1/10/1997 12:24:45 PM
Haverstick here...Kanzelmeyer's comments about improv were interesting,
and had some truth to them. As far as noodling goes, it is very easy to
noodle around while improvising, and therefore come up with music that
is terribly boring and meaningless...no problem. But, on the other hand,
I think I am correct in saying that A. much of the music around the
world is improvisational rather than "composed"...Indian music, Arabic,
Blues, Jazz, African...without doubt, these are systems where, perhaps,
a basic framework is provided, but the skill and mastery of the individ-
ual musician is then necessary to make the performance come to life..
also, Bach, Mozart, Beethoven, and I'm sure many other "western" music-
cians were known as master improvisors as well...I sadly think that
this skill has been totally neglected in today's western (symphonic)
musicians, and we are left with zillions of folks who can repeat what
someone else has already written down, but have to internal creative
skills of their own (the word to in the previous line should be NO).
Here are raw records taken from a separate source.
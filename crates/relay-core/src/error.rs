//! Error types for relay-core.

use thiserror::Error;

/// Result type for planning operations.
pub type Result<T> = std::result::Result<T, PlanError>;

/// Terminal failures of a planning request.
///
/// Per-destination failures in backbone planning are not errors; they are reported as
/// [`crate::backbone::UnreachableDestination`] values alongside the successful paths.
#[derive(Debug, Error)]
pub enum PlanError {
    /// No towers are available and the endpoints are too far apart for a direct link.
    #[error(
        "cannot create path: the direct distance between start and end points \
         ({distance_km:.2} km) exceeds the maximum allowed distance of {max_km} km, \
         and no towers are available"
    )]
    NoInventory { distance_km: f64, max_km: f64 },

    /// A produced path still contains an over-long hop after every repair attempt.
    #[error(
        "cannot complete the path: the distance between {from} and {to} ({distance_km:.2} km) \
         exceeds the maximum allowed distance of {max_km} km"
    )]
    SegmentTooLong {
        from: String,
        to: String,
        distance_km: f64,
        max_km: f64,
    },

    #[error("invalid {label} coordinate ({lat}, {lon})")]
    InvalidCoordinate {
        label: &'static str,
        lat: f64,
        lon: f64,
    },

    #[error("at least one destination is required")]
    NoDestinations,

    #[error("invalid planner configuration: {0}")]
    InvalidConfig(String),

    #[error("tower inventory unavailable: {0}")]
    Inventory(#[from] InventoryError),
}

/// Failures while loading or reading the tower inventory.
#[derive(Debug, Error)]
pub enum InventoryError {
    #[error("failed to read tower file: {0}")]
    Io(#[from] std::io::Error),

    #[error("failed to parse tower data: {0}")]
    Parse(#[from] serde_json::Error),

    #[error("feature {feature} has no usable coordinates")]
    MissingCoordinates { feature: usize },

    #[error("duplicate tower id {0}")]
    DuplicateId(i64),

    #[error("unsupported tower document: {0}")]
    UnsupportedFormat(String),
}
Written music is wonderful...but, in a recent Wendy Carlos interview
in Keyboard mag, Stravinsky was quoted as saying "composition is
frozen improvisation"...with which Wendy agreed, and I do too. In fact,
I cannot separate the terms composer and improvisor...as I have said
before, all blues/jazz players are composers and arrangers...they are
EXPECTED to be, because to copy another is to admit that you have
nothing of your own to add to the tradition...when I hear the current
crop of "young lions" in jazz, for instance, I am far from impressed
because the days of the original masters like Parker, Ellington, Coltrane,
Monk, Miles, Wes...these days are gone, and we are left with a shitload of
guys who are adding nothing to the lineage of jazz, who are instead
rehashing the harmonic and compositional innovations of these past
masters...they can play their axes, no doubt, but the tang is gone. Of
course, that's because of the continued dependance on the 12eq system;
jazz, rock, blues, country, and of course "classical" music...these
forms are dead and stinky, and will likely remain so until we can show
people that using other tuning systems is a valid step into tomorrow.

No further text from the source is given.